Reflexiones de un tenor /
ALONSO TORRES
“Qué difícil es regresar a casa cuando no queda nada de ella”, más o menos esto declara John Wayne en <<Centauros del desierto>>, y qué crueldad la suya cuando le dispara al cadáver de un indio en los ojos para que no encuentre el lugar donde le esperan sus mayores. Actuaba por venganza, habían secuestrado a su sobrina, una chiquilla.

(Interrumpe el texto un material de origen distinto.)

//! Session configuration.
//!
//! One [`HarnessConfig`] value describes a whole benchmark session: which
//! instance is measured, where the external programs and inputs live, which
//! methods take part and how their structures are built. It is usually read
//! from a JSON file:
//!
//! ```json
//! {
//!   "instance": "DC",
//!   "graph_input": "../thesisTestsData/DC",
//!   "query_set": "../thesisTestsData/DC/DC100000randomQueries.txt",
//!   "runs": 10,
//!   "methods": [
//!     { "method": "dijkstra" },
//!     { "method": "ch" },
//!     { "method": "tnr", "preprocessing_mode": "slow", "tnodes_cnt": 5000, "int_size": 16 }
//!   ]
//! }
//! ```

use std::collections::HashSet;
use std::path::{Path, PathBuf};
use std::time::Duration;

use serde::{Deserialize, Serialize};

use crate::error::{HarnessError, Result};
use crate::method::{Method, OutputFormat, PreprocessingMode};

// ---------------------------------------------------------------------------
// Defaults
// ---------------------------------------------------------------------------

pub const DEFAULT_PREPROCESSOR: &str = "./shortestPathsPreprocessor";
pub const DEFAULT_BENCHMARK: &str = "./benchmark";
pub const DEFAULT_RUNS: usize = 10;
pub const DEFAULT_OUTPUT_DIR: &str = "results";

const STANDARD_TNODES: u32 = 5000;
const STANDARD_INT_SIZE: u32 = 16;
const STANDARD_QUERY_COUNT: usize = 100_000;

fn default_preprocessor() -> PathBuf {
    PathBuf::from(DEFAULT_PREPROCESSOR)
}

fn default_benchmark() -> PathBuf {
    PathBuf::from(DEFAULT_BENCHMARK)
}

fn default_runs() -> usize {
    DEFAULT_RUNS
}

fn default_reference() -> Method {
    Method::Dijkstra
}

fn default_true() -> bool {
    true
}

fn default_output_dir() -> PathBuf {
    PathBuf::from(DEFAULT_OUTPUT_DIR)
}

// ---------------------------------------------------------------------------
// Per-method settings
// ---------------------------------------------------------------------------

/// How one method takes part in the session.
#[derive(Debug, Clone, PartialEq, Serialize, Deserialize)]
pub struct MethodSpec {
    pub method: Method,
    /// Row label; defaults to [`Method::label`].
    #[serde(default, skip_serializing_if = "Option::is_none")]
    pub label: Option<String>,
    #[serde(default, skip_serializing_if = "Option::is_none")]
    pub preprocessing_mode: Option<PreprocessingMode>,
    #[serde(default, skip_serializing_if = "Option::is_none")]
    pub tnodes_cnt: Option<u32>,
    #[serde(default, skip_serializing_if = "Option::is_none")]
    pub int_size: Option<u32>,
    #[serde(default, skip_serializing_if = "Option::is_none")]
    pub output_format: Option<OutputFormat>,
    #[serde(default, skip_serializing_if = "Option::is_none")]
    pub input_format: Option<String>,
    /// Prefix handed to the preprocessor as `-o`.
    #[serde(default, skip_serializing_if = "Option::is_none")]
    pub output_prefix: Option<PathBuf>,
    /// Existing structure to benchmark against; skips the build for this method.
    #[serde(default, skip_serializing_if = "Option::is_none")]
    pub structure: Option<PathBuf>,
}

impl MethodSpec {
    pub fn new(method: Method) -> Self {
        Self {
            method,
            label: None,
            preprocessing_mode: None,
            tnodes_cnt: None,
            int_size: None,
            output_format: None,
            input_format: None,
            output_prefix: None,
            structure: None,
        }
    }

    pub fn with_label(mut self, label: &str) -> Self {
        self.label = Some(label.to_string());
        self
    }

    pub fn with_mode(mut self, mode: PreprocessingMode) -> Self {
        self.preprocessing_mode = Some(mode);
        self
    }

    pub fn with_tnodes(mut self, count: u32) -> Self {
        self.tnodes_cnt = Some(count);
        self
    }

    pub fn with_int_size(mut self, bits: u32) -> Self {
        self.int_size = Some(bits);
        self
    }

    pub fn with_output_format(mut self, format: OutputFormat) -> Self {
        self.output_format = Some(format);
        self
    }

    pub fn with_structure(mut self, path: impl Into<PathBuf>) -> Self {
        self.structure = Some(path.into());
        self
    }

    pub fn label(&self) -> &str {
        self.label.as_deref().unwrap_or_else(|| self.method.label())
    }

    /// Output prefix for the preprocessor: the explicit one, or
    /// `<graph_input>/<instance>` with a `<tnodes>tnodes` suffix for the
    /// transit-node methods.
    pub fn resolved_output_prefix(&self, instance: &str, graph_input: &Path) -> PathBuf {
        if let Some(prefix) = &self.output_prefix {
            return prefix.clone();
        }
        match (self.method, self.tnodes_cnt) {
            (Method::Tnr | Method::Tnraf, Some(tnodes)) => {
                graph_input.join(format!("{}{}tnodes", instance, tnodes))
            }
            _ => graph_input.join(instance),
        }
    }

    fn validate(&self) -> Result<()> {
        let missing = |what: &str| -> Result<()> {
            Err(HarnessError::Config(format!(
                "{} requires {}",
                self.method, what
            )))
        };
        match self.method {
            Method::Tnr | Method::Tnraf => {
                if self.preprocessing_mode.is_none() {
                    return missing("preprocessing_mode");
                }
                if self.tnodes_cnt.is_none() {
                    return missing("tnodes_cnt");
                }
            }
            Method::Dm => {
                if self.preprocessing_mode.is_none() {
                    return missing("preprocessing_mode");
                }
                if self.output_format.is_none() {
                    return missing("output_format");
                }
                if self.preprocessing_mode == Some(PreprocessingMode::Dm) {
                    return Err(HarnessError::Config(
                        "dm preprocessing mode must be fast or slow".into(),
                    ));
                }
            }
            Method::Dijkstra | Method::Astar | Method::Ch => {}
        }
        Ok(())
    }
}

// ---------------------------------------------------------------------------
// Session configuration
// ---------------------------------------------------------------------------

#[derive(Debug, Clone, PartialEq, Serialize, Deserialize)]
pub struct HarnessConfig {
    /// Instance name, used for default file names.
    pub instance: String,
    #[serde(default = "default_preprocessor")]
    pub preprocessor: PathBuf,
    /// Query executable.
    #[serde(default = "default_benchmark")]
    pub benchmark: PathBuf,
    /// Raw graph location handed to the preprocessor and to the exact methods.
    pub graph_input: PathBuf,
    pub query_set: PathBuf,
    /// Mapping from original node IDs to dense indices, forwarded as `--mapping-file`.
    #[serde(default, skip_serializing_if = "Option::is_none")]
    pub mapping_file: Option<PathBuf>,
    #[serde(default = "default_runs")]
    pub runs: usize,
    #[serde(default = "default_reference")]
    pub reference: Method,
    /// Deadline for every single external invocation.
    #[serde(default, skip_serializing_if = "Option::is_none")]
    pub timeout_secs: Option<u64>,
    /// Deadline for the whole session, checked between invocations.
    #[serde(default, skip_serializing_if = "Option::is_none")]
    pub session_deadline_secs: Option<u64>,
    #[serde(default = "default_true")]
    pub build_structures: bool,
    #[serde(default = "default_output_dir")]
    pub output_dir: PathBuf,
    pub methods: Vec<MethodSpec>,
}

impl HarnessConfig {
    /// The standard six-method comparison on one instance directory.
    pub fn standard_suite(instance: &str, data_root: &Path) -> Self {
        let graph_input = data_root.join(instance);
        let query_set =
            graph_input.join(format!("{}{}randomQueries.txt", instance, STANDARD_QUERY_COUNT));
        Self {
            instance: instance.to_string(),
            preprocessor: default_preprocessor(),
            benchmark: default_benchmark(),
            graph_input,
            query_set,
            mapping_file: None,
            runs: DEFAULT_RUNS,
            reference: Method::Dijkstra,
            timeout_secs: None,
            session_deadline_secs: None,
            build_structures: true,
            output_dir: default_output_dir(),
            methods: vec![
                MethodSpec::new(Method::Dijkstra),
                MethodSpec::new(Method::Astar),
                MethodSpec::new(Method::Ch),
                MethodSpec::new(Method::Tnr)
                    .with_mode(PreprocessingMode::Slow)
                    .with_tnodes(STANDARD_TNODES)
                    .with_int_size(STANDARD_INT_SIZE),
                MethodSpec::new(Method::Tnraf)
                    .with_mode(PreprocessingMode::Slow)
                    .with_tnodes(STANDARD_TNODES)
                    .with_int_size(STANDARD_INT_SIZE),
                MethodSpec::new(Method::Dm)
                    .with_mode(PreprocessingMode::Fast)
                    .with_output_format(OutputFormat::Hdf)
                    .with_int_size(STANDARD_INT_SIZE),
            ],
        }
    }

    pub fn from_json(json: &str) -> Result<Self> {
        let config: HarnessConfig = serde_json::from_str(json)?;
        config.validate()?;
        Ok(config)
    }

    pub fn load(path: &Path) -> Result<Self> {
        let contents =
            std::fs::read_to_string(path).map_err(|e| HarnessError::io(path, e))?;
        Self::from_json(&contents)
    }

    pub fn validate(&self) -> Result<()> {
        if self.instance.trim().is_empty() {
            return Err(HarnessError::Config("instance name is empty".into()));
        }
        if self.runs == 0 {
            return Err(HarnessError::Config("runs must be at least 1".into()));
        }
        if self.methods.is_empty() {
            return Err(HarnessError::Config("no methods configured".into()));
        }
        let mut seen = HashSet::new();
        for spec in &self.methods {
            if !seen.insert(spec.method) {
                return Err(HarnessError::Config(format!(
                    "method {} listed more than once",
                    spec.method
                )));
            }
            spec.validate()?;
        }
        if !seen.contains(&self.reference) {
            return Err(HarnessError::Config(format!(
                "reference method {} is not among the configured methods",
                self.reference
            )));
        }
        if self.timeout_secs == Some(0) {
            return Err(HarnessError::Config("timeout_secs must be positive".into()));
        }
        if self.session_deadline_secs == Some(0) {
            return Err(HarnessError::Config(
                "session_deadline_secs must be positive".into(),
            ));
        }
        Ok(())
    }

    pub fn timeout(&self) -> Option<Duration> {
        self.timeout_secs.map(Duration::from_secs)
    }

    pub fn session_deadline(&self) -> Option<Duration> {
        self.session_deadline_secs.map(Duration::from_secs)
    }

    pub fn method_spec(&self, method: Method) -> Option<&MethodSpec> {
        self.methods.iter().find(|s| s.method == method)
    }

    /// Methods in the order they are tested: the reference first, the rest in
    /// configured order.
    pub fn testing_order(&self) -> Vec<&MethodSpec> {
        let reference = self.methods.iter().filter(|s| s.method == self.reference);
        let others = self.methods.iter().filter(|s| s.method != self.reference);
        reference.chain(others).collect()
    }

    /// Where the comparison table is written.
    pub fn table_path(&self) -> PathBuf {
        self.output_dir
            .join(format!("benchmark_{}.csv", self.instance))
    }
}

Volví a Barrio Sur (Montevideo) desertando de mi anterior vida (“en mitad de la batalla, huye”, Boudelaire scribit), y encontré un bistró, La Plática, acorde con mis ansias de seguir adelante. El garito era casi infecto, como nos gustan a los de la Brigada anti-Strahler (de ellos escapaba); el almacenaje (cajas, botellas, viandas, basura), por ejemplo, estaba agolpado junto a la puerta de los escusados, a la vista de todo el mundo, y las cucarachas evolucionaban por el suelo y las paredes a sus anchas. La barra tenía forma de “L”, y en la parte más corta de la misma, en una de las mesas de madera negra, me sentaba a mirar los coches, las mujeres, las viejas, los niños, las motocicletas, los hombres, las niñas, los jóvenes, las jóvenes, los viejos pasar a través de la cristalera; escuchaba música colombiana (cumbias, porros, vallenatos, pasillos, bambucos, joropos…) que al hijo del dueño tanto le gustaba; intentaba desentrañar las conversaciones de los parroquianos y aspiraba la fritanga ambiental.
Luís Aragonés calza un cuarenta y pico desparramao y nunca se operó del juanete
Un tipo (muchos eran brasileiros… ¡cáspita!, ¿sería este el internacionalismo que predicaba Trotsky: un garito uruguayo, música colombiana y colegas cariocas?) de los que frecuentaban el lugar, cruce de caminos entre las calles Paraguay y Maldonado, una noche, no demasiado tarde (aunque ya había cerrado la libreta de apuntes que siempre, o casi siempre llevo conmigo para apuntar qué sé yo; ese día, algo sobre la fealdad, la moral y la ética, el mal…), se acercó, y apoyando sus dos manazas en la mesa, casi me escupió, “si vos sos escritor tiene que escribir que El Zapatones ha muerto”. “¿El Zapatones?”, pregunté no entendiendo nada. “¿A vos no le gusta el balompié, no sos vos español? Pues se ha muerto don Luís Aragonés”. Llevaba, el colega, unos viejos pero lustrosos zapatos negros; un pantalón de pinzas que le marcaba todo; y una camiseta sin mangas (uufff, una especie de boxeador mestizo repeinado con cara de pocos amigos). “¿Y usted sabe por qué le llaman Zapatones al Sabio de Hortaleza?”, pregunté, y sin esperar respuesta, y pensando en mi padre (que es Atlético), me respondí a mí mismo, “porque calza un cuarenta y pico desparramao y porque nunca se operó del juanete que tiene, por eso disparaba como disparaba”. Sonreí satisfecho. El supuesto púgil me miró seriamente y dijo, “tenés que escribirlo. Y tenés una caña (de ron) de mi cuenta”. Supuse que los del Atlético son así.